YOUR TASK | Which lines in the entries below contain the string "Rect"? Show each of them in full.

Stored data:

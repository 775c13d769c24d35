//! Responsive 3-panel layout.
//!
//! At `>= 120` columns the tree, editor and side panels are all visible with
//! widths from `AppState.left_pct / center_pct / right_pct`. Narrower
//! terminals show only the focused panel.
//!
//! `Spacing::Overlap(1)` with `MergeStrategy::Fuzzy` borders lets adjacent
//! panels share a border column with merged junction glyphs.

use ratatui::{
    Frame,
    layout::{Constraint, Layout, Margin, Rect, Spacing},
    style::{Modifier, Style},
    symbols::merge::MergeStrategy,
    text::{Line, Span},
    widgets::{Block, BorderType, Paragraph},
};
use revbench_core::staging::RequestKind;
use revbench_core::workbench::NoticeLevel;

use crate::app::{AppState, Mode, PanelFocus};
use crate::theme::Theme;

/// Returns `[left, center, right, status_bar]` for the current frame.
pub fn compute_layout(frame: &Frame, state: &AppState) -> [Rect; 4] {
    let term_width = frame.area().width;

    let [main_area, status_bar] =
        frame.area().layout(&Layout::vertical([Constraint::Fill(1), Constraint::Length(1)]));

    let widths = if term_width >= 120 {
        [
            Constraint::Percentage(state.left_pct),
            Constraint::Percentage(state.center_pct),
            Constraint::Percentage(state.right_pct),
        ]
    } else {
        match state.focus {
            PanelFocus::Tree => [Constraint::Fill(1), Constraint::Length(0), Constraint::Length(0)],
            PanelFocus::Editor => [Constraint::Length(0), Constraint::Fill(1), Constraint::Length(0)],
            PanelFocus::Side => [Constraint::Length(0), Constraint::Length(0), Constraint::Fill(1)],
        }
    };
    let horizontal = Layout::horizontal(widths).spacing(Spacing::Overlap(1));

    let [left, center, right] = main_area.layout(&horizontal);

    [left, center, right, status_bar]
}

/// Inner `Rect` of a bordered panel.
pub fn inner_rect(area: Rect) -> Rect {
    area.inner(Margin { vertical: 1, horizontal: 1 })
}

/// Bordered panel block: thick and highlighted when focused. `Fuzzy` merging
/// is needed because `Exact` mis-joins thick and plain borders.
pub fn panel_block<'a>(title: impl Into<Line<'a>>, is_focused: bool, theme: &Theme) -> Block<'a> {
    let border_style = if is_focused {
        Style::default().fg(theme.border_active)
    } else {
        Style::default().fg(theme.border_inactive)
    };
    let border_type = if is_focused { BorderType::Thick } else { BorderType::Plain };

    Block::bordered()
        .title(title)
        .border_type(border_type)
        .border_style(border_style)
        .merge_borders(MergeStrategy::Fuzzy)
}

/// Renders the 1-row status bar: mode, location, undo position, in-flight
/// requests, and the newest notice.
pub fn render_status_bar(frame: &mut Frame, area: Rect, state: &AppState, theme: &Theme) {
    let (mode_text, mode_fg) = match state.mode {
        Mode::Insert => (" INSERT ", theme.status_mode_insert),
        Mode::Prompt(_) => (" INPUT ", theme.status_mode_insert),
        Mode::Normal | Mode::Confirm(_) | Mode::HelpOverlay => (" NORMAL ", theme.status_mode_normal),
    };

    let mut spans = vec![Span::styled(
        mode_text,
        Style::default().fg(mode_fg).add_modifier(Modifier::BOLD),
    )];

    match state.bench.active_project() {
        Some(project) => {
            spans.push(Span::raw(format!(" {} ", project.name)));
            if let Some(file) = state.active_file() {
                spans.push(Span::raw(format!("› {} ", file.path)));
            }
        }
        None => spans.push(Span::raw(" projects ")),
    }

    if let Some(history) = state.bench.history() {
        spans.push(Span::styled(
            format!(" undo {}/{} ", history.pointer() + 1, history.len()),
            Style::default().add_modifier(Modifier::DIM),
        ));
    }

    let pending = pending_labels(state);
    if !pending.is_empty() {
        spans.push(Span::styled(
            format!(" ⟳ {} ", pending.join(", ")),
            Style::default().fg(theme.fix_pending),
        ));
    }
    if let Some(label) = &state.importing {
        spans.push(Span::styled(format!(" ⟳ {label} "), Style::default().fg(theme.fix_pending)));
    }

    if let Some(notice) = state.bench.notices().last() {
        let color = match notice.level {
            NoticeLevel::Info => theme.notice_info,
            NoticeLevel::Error => theme.notice_error,
        };
        spans.push(Span::styled(format!(" {} ", notice.text), Style::default().fg(color)));
    } else {
        spans.push(Span::styled(" ? help ", Style::default().add_modifier(Modifier::DIM)));
    }

    frame.render_widget(
        Paragraph::new(Line::from(spans))
            .style(Style::default().bg(theme.status_bar_bg).fg(theme.status_bar_fg)),
        area,
    );
}

/// Short names of requests in flight for the active file and project.
fn pending_labels(state: &AppState) -> Vec<&'static str> {
    let mut labels = Vec::new();
    if let Some(file_id) = state.bench.active_file_id() {
        for (kind, label) in [
            (RequestKind::Fix, "fixing"),
            (RequestKind::Analysis, "analyzing"),
            (RequestKind::Tests, "writing tests"),
        ] {
            if state.bench.is_pending(file_id, kind) {
                labels.push(label);
            }
        }
    }
    if state.bench.is_project_pending(RequestKind::ProjectAnalysis) {
        labels.push("project analysis");
    }
    if state.bench.is_project_pending(RequestKind::Chat) {
        labels.push("chat");
    }
    labels
}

OUTPUT BELOW |
    layout::{Constraint, Layout, Margin, Rect, Spacing},
pub fn compute_layout(frame: &Frame, state: &AppState) -> [Rect; 4] {
/// Inner `Rect` of a bordered panel.
pub fn inner_rect(area: Rect) -> Rect {
pub fn render_status_bar(frame: &mut Frame, area: Rect, state: &AppState, theme: &Theme) {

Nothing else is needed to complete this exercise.